After 14 long years languishing at Guantánamo without charge or trial, Mohamedou Slahi has finally been cleared for release.
Slahi was born in Mauritania in 1970 and won a scholarship to attend college in Germany. In the early 1990s, he fought with al-Qaeda when it was part of the Afghan anti-communist resistance supported by the U.S. The federal district court judge who reviewed all the evidence in Slahi's habeas corpus case noted that the group then was very different from the one that later came into existence.
Slahi worked in Germany for several years as an engineer and returned to Mauritania in 2000.
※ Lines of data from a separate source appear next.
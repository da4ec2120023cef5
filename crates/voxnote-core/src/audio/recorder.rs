//! Capture sessions on a dedicated thread.
//!
//! cpal streams are not `Send`, so each session runs the stream on its own
//! thread; the handle carries only channels and shared buffers. Chunks are
//! accumulated in arrival order and concatenated into one WAV payload when
//! the session is finalized.

use std::sync::{Arc, Mutex};
use std::thread::JoinHandle;
use std::time::Duration;

use anyhow::{Context, Result};
use cpal::traits::{DeviceTrait, HostTrait, StreamTrait};
use crossbeam_channel::{Receiver, Sender, bounded};
use tracing::{debug, warn};

use super::{AudioPayload, LevelMeter, encoder};
use crate::error::CoreError;
use crate::session::{CaptureBackend, CaptureSession};

const OPEN_TIMEOUT: Duration = Duration::from_secs(5);

#[derive(Debug, Clone, Copy)]
struct StreamInfo {
    sample_rate: u32,
    channels: u16,
}

/// Observer invoked with each chunk of samples as it arrives from the device.
pub type ChunkObserver = Arc<dyn Fn(&[f32]) + Send + Sync>;

/// Microphone recorder configuration.
#[derive(Clone, Default)]
pub struct AudioRecorder {
    device_name: Option<String>,
    observers: Vec<ChunkObserver>,
}

impl AudioRecorder {
    pub fn new() -> Self {
        Self::default()
    }

    /// Use a named input device instead of the system default.
    pub fn with_device(mut self, device_name: impl Into<String>) -> Self {
        self.device_name = Some(device_name.into());
        self
    }

    /// Observe each arriving chunk. Observers run on the audio callback
    /// thread and must not block.
    pub fn on_chunk(mut self, observer: impl Fn(&[f32]) + Send + Sync + 'static) -> Self {
        self.observers.push(Arc::new(observer));
        self
    }

    /// Acquire the microphone and start accumulating samples.
    pub fn open(&self) -> Result<CaptureHandle, CoreError> {
        let samples = Arc::new(Mutex::new(Vec::<f32>::new()));
        let meter = Arc::new(LevelMeter::new());
        let (stop_tx, stop_rx) = bounded::<()>(1);
        let (ready_tx, ready_rx) = bounded::<Result<StreamInfo, String>>(1);

        // the amplitude probe rides the same observer seam as external handlers
        let mut observers = self.observers.clone();
        let meter_observer = meter.clone();
        observers.push(Arc::new(move |chunk: &[f32]| meter_observer.observe(chunk)));

        let thread_samples = samples.clone();
        let device_name = self.device_name.clone();
        let join = std::thread::Builder::new()
            .name("voxnote-capture".into())
            .spawn(move || {
                capture_thread(device_name, thread_samples, observers, ready_tx, stop_rx)
            })
            .map_err(|e| {
                CoreError::ResourceUnavailable(format!("failed to spawn capture thread: {e}"))
            })?;

        match ready_rx.recv_timeout(OPEN_TIMEOUT) {
            Ok(Ok(info)) => {
                debug!(
                    sample_rate = info.sample_rate,
                    channels = info.channels,
                    "capture stream open"
                );
                Ok(CaptureHandle {
                    samples,
                    meter,
                    stop_tx: Some(stop_tx),
                    join: Some(join),
                    info,
                })
            }
            Ok(Err(message)) => {
                let _ = join.join();
                Err(CoreError::ResourceUnavailable(message))
            }
            Err(_) => Err(CoreError::ResourceUnavailable(
                "timed out waiting for the input stream".to_string(),
            )),
        }
    }
}

/// One in-progress capture. Dropping the handle signals the capture thread,
/// so the device is released on every exit path.
pub struct CaptureHandle {
    samples: Arc<Mutex<Vec<f32>>>,
    meter: Arc<LevelMeter>,
    stop_tx: Option<Sender<()>>,
    join: Option<JoinHandle<()>>,
    info: StreamInfo,
}

impl CaptureHandle {
    /// The amplitude probe fed by the capture callback.
    pub fn meter(&self) -> &LevelMeter {
        &self.meter
    }

    /// Stop the stream and concatenate everything captured so far into one
    /// WAV payload.
    pub fn finalize(mut self) -> Result<AudioPayload, CoreError> {
        self.shutdown();
        let raw = std::mem::take(&mut *self.samples.lock().unwrap());
        let mono = encoder::downmix_to_mono(&raw, self.info.channels);
        let data = encoder::encode_wav(&mono, self.info.sample_rate)
            .map_err(|e| CoreError::ResourceUnavailable(format!("failed to encode capture: {e}")))?;
        Ok(AudioPayload {
            data,
            mime_type: "audio/wav".to_string(),
        })
    }

    /// Release capture resources without producing a payload.
    pub fn abort(mut self) {
        self.shutdown();
    }

    fn shutdown(&mut self) {
        if let Some(stop_tx) = self.stop_tx.take() {
            let _ = stop_tx.try_send(());
        }
        if let Some(join) = self.join.take() {
            let _ = join.join();
        }
    }
}

impl Drop for CaptureHandle {
    fn drop(&mut self) {
        // disconnecting the channel unblocks the capture thread; no join here
        self.stop_tx.take();
    }
}

impl CaptureBackend for AudioRecorder {
    fn open(&self) -> Result<Box<dyn CaptureSession>, CoreError> {
        Ok(Box::new(AudioRecorder::open(self)?))
    }
}

impl CaptureSession for CaptureHandle {
    fn finalize(self: Box<Self>) -> Result<AudioPayload, CoreError> {
        CaptureHandle::finalize(*self)
    }

    fn abort(self: Box<Self>) {
        CaptureHandle::abort(*self);
    }
}

fn capture_thread(
    device_name: Option<String>,
    samples: Arc<Mutex<Vec<f32>>>,
    observers: Vec<ChunkObserver>,
    ready_tx: Sender<Result<StreamInfo, String>>,
    stop_rx: Receiver<()>,
) {
    if let Err(err) = run_capture(device_name, samples, observers, &ready_tx, stop_rx) {
        let _ = ready_tx.send(Err(err.to_string()));
    }
}

fn run_capture(
    device_name: Option<String>,
    samples: Arc<Mutex<Vec<f32>>>,
    observers: Vec<ChunkObserver>,
    ready_tx: &Sender<Result<StreamInfo, String>>,
    stop_rx: Receiver<()>,
) -> Result<()> {
    let host = cpal::default_host();
    let device = match device_name {
        Some(name) => host
            .input_devices()
            .context("Failed to enumerate input devices")?
            .find(|d| d.name().ok().as_deref() == Some(name.as_str()))
            .with_context(|| format!("Input device not found: {name}"))?,
        None => host
            .default_input_device()
            .context("No default input device available")?,
    };

    let supported = device
        .default_input_config()
        .context("Failed to get default input config")?;
    let config: cpal::StreamConfig = supported.config();
    let info = StreamInfo {
        sample_rate: config.sample_rate,
        channels: config.channels,
    };

    let stream = match supported.sample_format() {
        cpal::SampleFormat::F32 => build_stream::<f32>(&device, &config, samples, observers)?,
        cpal::SampleFormat::I16 => build_stream::<i16>(&device, &config, samples, observers)?,
        cpal::SampleFormat::U16 => build_stream::<u16>(&device, &config, samples, observers)?,
        other => anyhow::bail!("Unsupported sample format: {other:?}"),
    };
    stream.play().context("Failed to start the input stream")?;

    let _ = ready_tx.send(Ok(info));

    // parked until an explicit stop or the handle is dropped
    let _ = stop_rx.recv();
    drop(stream);
    Ok(())
}

fn build_stream<T>(
    device: &cpal::Device,
    config: &cpal::StreamConfig,
    samples: Arc<Mutex<Vec<f32>>>,
    observers: Vec<ChunkObserver>,
) -> Result<cpal::Stream>
where
    T: cpal::Sample + cpal::SizedSample,
    f32: cpal::FromSample<T>,
{
    let err_fn = |err| {
        warn!("audio stream error (non-fatal): {err}");
    };

    let stream = device
        .build_input_stream(
            config,
            move |data: &[T], _: &cpal::InputCallbackInfo| {
                let chunk: Vec<f32> = data.iter().map(|&s| cpal::Sample::from_sample(s)).collect();
                for observer in &observers {
                    observer(&chunk);
                }
                samples.lock().unwrap().extend_from_slice(&chunk);
            },
            err_fn,
            None,
        )
        .context("Failed to build input stream")?;

    Ok(stream)
}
Slahi turned himself in to Mauritanian authorities for questioning about the Millennium Plot on November 20, 2001. He was detained for seven days and questioned by Mauritanian officers and by agents of the U.S. Federal Bureau of Investigation (FBI).[5] The CIA rendered him to a Jordanian prison, where he was held for eight months. Slahi states that he was tortured by the Jordanians. After being flown to Afghanistan and held for two weeks, he was transferred to military custody and the Guantánamo Bay detention camp in Cuba on August 4, 2002.[6]
Slahi was subjected to isolation, temperature extremes, beatings and sexual humiliation at Guantánamo. In one documented incident, he was blindfolded and taken out to sea in a boat for a mock execution.
https://en.wikipedia.org/wiki/Mohamedou_Ould_Slahi
(Score: 2) by fritsd on Monday July 25 2016, @09:39AM
That was a fascinating article, thanks!
Zbigniew "Realpolitik" Brzezinski [wikipedia.org]:
Paraphrased by me: "Haha! With our CIA operation, we tricked the stupid Soviets into spending resources on bloodshed and oppression in Afghanistan! This will weaken our enemies the Soviets!"
Not a very nice man, is he? Didn't care much about the fate of the innocent Afghani pawns.